In the entries below, count every line with the word "category". Return only the count.

[Stored items]
::::
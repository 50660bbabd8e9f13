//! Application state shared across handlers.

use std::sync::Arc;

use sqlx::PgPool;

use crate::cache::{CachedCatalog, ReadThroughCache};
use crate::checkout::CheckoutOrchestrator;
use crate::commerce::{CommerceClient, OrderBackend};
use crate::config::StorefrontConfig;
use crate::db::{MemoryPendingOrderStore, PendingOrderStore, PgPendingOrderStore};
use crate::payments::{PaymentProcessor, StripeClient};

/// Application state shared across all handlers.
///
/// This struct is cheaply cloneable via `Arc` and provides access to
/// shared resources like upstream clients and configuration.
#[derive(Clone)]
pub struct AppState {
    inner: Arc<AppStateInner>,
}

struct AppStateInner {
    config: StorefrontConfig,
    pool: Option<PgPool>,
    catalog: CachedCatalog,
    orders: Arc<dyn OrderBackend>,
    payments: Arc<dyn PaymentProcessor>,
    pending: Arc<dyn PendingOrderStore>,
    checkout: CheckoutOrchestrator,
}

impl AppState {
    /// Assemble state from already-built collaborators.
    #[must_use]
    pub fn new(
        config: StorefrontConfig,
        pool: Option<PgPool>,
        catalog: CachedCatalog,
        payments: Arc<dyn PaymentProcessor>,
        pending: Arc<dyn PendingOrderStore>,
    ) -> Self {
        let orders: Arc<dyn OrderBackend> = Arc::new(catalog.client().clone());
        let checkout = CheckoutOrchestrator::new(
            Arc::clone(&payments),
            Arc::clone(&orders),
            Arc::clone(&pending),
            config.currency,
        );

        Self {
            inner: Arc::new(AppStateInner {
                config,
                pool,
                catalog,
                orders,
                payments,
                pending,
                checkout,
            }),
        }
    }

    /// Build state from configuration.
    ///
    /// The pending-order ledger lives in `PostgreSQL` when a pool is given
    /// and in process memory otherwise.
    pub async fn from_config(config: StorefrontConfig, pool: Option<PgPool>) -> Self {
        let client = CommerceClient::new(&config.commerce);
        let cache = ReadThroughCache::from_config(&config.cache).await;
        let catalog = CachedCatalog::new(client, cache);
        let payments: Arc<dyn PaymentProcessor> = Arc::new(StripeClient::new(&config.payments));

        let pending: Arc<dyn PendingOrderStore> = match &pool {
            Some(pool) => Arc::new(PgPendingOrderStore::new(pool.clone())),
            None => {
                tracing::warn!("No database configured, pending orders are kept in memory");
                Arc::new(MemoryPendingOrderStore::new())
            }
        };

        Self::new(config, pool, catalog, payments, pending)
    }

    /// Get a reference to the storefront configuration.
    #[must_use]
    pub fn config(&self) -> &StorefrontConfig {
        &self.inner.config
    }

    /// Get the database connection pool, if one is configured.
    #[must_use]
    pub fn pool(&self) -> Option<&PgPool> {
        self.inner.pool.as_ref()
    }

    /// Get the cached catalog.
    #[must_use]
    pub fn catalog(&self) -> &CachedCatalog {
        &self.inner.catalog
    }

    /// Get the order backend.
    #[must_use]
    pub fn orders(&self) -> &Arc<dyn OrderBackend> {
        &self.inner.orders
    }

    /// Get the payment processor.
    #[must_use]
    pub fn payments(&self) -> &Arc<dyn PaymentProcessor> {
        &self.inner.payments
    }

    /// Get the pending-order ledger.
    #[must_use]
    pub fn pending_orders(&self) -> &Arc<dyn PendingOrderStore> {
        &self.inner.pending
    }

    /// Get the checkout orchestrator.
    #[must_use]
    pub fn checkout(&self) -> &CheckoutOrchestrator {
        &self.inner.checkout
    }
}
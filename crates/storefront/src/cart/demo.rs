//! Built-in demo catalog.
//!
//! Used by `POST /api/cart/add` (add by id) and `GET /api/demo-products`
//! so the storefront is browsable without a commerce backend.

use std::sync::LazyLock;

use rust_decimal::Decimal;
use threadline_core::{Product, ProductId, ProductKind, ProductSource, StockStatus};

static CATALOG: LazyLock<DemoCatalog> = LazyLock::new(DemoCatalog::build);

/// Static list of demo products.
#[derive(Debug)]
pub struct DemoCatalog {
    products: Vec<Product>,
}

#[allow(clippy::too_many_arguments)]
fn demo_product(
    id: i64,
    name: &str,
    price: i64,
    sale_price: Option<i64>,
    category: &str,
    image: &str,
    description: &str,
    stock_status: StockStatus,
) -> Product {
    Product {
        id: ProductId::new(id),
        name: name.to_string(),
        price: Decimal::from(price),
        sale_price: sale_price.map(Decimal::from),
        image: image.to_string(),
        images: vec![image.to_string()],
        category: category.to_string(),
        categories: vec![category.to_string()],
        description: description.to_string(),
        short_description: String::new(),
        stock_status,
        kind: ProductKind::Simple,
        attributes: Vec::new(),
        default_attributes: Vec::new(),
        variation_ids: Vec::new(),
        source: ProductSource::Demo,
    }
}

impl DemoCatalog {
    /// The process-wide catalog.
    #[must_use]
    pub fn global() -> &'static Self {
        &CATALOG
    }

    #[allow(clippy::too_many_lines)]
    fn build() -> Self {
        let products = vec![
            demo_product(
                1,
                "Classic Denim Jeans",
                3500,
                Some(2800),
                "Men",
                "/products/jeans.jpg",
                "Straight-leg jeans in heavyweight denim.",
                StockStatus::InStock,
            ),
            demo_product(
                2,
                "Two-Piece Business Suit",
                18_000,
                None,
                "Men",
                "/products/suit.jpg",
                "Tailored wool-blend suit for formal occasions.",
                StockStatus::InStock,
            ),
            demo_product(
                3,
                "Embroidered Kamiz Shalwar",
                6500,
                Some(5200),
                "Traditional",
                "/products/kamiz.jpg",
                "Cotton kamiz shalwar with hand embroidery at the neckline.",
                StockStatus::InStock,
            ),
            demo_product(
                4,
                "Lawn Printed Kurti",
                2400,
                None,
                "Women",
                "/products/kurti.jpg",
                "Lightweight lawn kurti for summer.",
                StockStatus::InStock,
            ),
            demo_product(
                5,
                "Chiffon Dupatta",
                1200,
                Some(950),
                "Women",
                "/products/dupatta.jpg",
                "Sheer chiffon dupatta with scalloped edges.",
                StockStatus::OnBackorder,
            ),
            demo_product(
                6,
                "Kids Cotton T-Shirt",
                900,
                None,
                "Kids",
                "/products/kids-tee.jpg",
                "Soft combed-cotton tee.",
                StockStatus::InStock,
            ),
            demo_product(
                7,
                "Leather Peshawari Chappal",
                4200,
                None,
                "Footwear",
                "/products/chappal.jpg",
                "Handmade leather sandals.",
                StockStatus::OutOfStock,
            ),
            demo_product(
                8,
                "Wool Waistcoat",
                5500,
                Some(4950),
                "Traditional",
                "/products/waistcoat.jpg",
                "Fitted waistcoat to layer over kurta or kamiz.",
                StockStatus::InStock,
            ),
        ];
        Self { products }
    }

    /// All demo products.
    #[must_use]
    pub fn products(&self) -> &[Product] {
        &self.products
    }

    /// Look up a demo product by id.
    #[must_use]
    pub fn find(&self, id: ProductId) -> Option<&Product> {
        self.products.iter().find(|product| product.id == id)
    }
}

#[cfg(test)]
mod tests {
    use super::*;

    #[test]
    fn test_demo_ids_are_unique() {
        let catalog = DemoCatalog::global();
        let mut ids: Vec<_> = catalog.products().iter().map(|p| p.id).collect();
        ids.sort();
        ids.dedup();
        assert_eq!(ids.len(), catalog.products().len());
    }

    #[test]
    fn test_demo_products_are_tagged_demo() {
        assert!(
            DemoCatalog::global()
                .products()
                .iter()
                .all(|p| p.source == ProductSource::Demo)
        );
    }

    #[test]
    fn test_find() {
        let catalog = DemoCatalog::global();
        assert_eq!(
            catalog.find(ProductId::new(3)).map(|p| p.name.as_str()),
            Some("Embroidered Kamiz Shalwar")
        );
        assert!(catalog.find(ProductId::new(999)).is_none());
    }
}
::::
◆ YOUR RESPONSE ◆
3